Extracted data entries

━━━━━━

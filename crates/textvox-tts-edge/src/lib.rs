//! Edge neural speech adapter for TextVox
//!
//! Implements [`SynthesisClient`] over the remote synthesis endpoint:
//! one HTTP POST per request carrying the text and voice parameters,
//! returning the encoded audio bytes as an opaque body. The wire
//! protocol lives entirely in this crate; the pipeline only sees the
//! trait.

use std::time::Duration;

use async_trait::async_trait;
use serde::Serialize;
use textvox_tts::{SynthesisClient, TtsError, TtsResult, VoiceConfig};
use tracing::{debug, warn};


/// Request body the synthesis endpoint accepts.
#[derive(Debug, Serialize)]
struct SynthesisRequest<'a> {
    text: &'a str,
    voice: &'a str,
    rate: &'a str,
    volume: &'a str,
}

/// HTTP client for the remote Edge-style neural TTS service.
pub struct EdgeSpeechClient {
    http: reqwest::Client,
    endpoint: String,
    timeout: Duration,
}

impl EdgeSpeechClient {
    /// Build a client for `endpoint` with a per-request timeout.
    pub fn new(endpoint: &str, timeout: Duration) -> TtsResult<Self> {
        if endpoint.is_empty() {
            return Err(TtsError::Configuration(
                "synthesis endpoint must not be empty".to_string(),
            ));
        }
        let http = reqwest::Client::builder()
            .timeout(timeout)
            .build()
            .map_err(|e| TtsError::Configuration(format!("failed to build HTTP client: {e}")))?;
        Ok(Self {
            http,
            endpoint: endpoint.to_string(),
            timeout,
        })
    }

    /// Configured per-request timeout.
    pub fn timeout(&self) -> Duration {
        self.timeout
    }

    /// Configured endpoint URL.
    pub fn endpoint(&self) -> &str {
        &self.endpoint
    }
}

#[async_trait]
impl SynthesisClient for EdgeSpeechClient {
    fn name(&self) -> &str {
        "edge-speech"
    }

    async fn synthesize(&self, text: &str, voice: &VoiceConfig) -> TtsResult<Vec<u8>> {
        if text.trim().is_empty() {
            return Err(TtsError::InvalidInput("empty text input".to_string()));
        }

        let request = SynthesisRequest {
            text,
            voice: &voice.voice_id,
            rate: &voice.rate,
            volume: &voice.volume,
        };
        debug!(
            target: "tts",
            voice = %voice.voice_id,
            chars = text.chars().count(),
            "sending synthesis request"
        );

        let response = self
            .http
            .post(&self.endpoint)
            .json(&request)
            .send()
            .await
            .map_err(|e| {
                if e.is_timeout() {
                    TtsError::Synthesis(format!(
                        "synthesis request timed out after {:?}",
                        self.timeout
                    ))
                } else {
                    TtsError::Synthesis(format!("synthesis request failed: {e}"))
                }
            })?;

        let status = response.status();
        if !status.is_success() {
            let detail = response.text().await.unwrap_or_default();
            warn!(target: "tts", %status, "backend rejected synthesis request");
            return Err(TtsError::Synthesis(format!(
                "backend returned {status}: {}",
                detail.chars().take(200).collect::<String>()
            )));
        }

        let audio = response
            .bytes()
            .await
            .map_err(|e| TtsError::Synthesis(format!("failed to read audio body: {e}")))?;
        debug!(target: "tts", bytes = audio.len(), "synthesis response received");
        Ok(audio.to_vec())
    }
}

━━━━━━

What you have to do.
Find the word "chars" in the entries, then copy out every line that has it.

Reply.
            chars = text.chars().count(),
                detail.chars().take(200).collect::<String>()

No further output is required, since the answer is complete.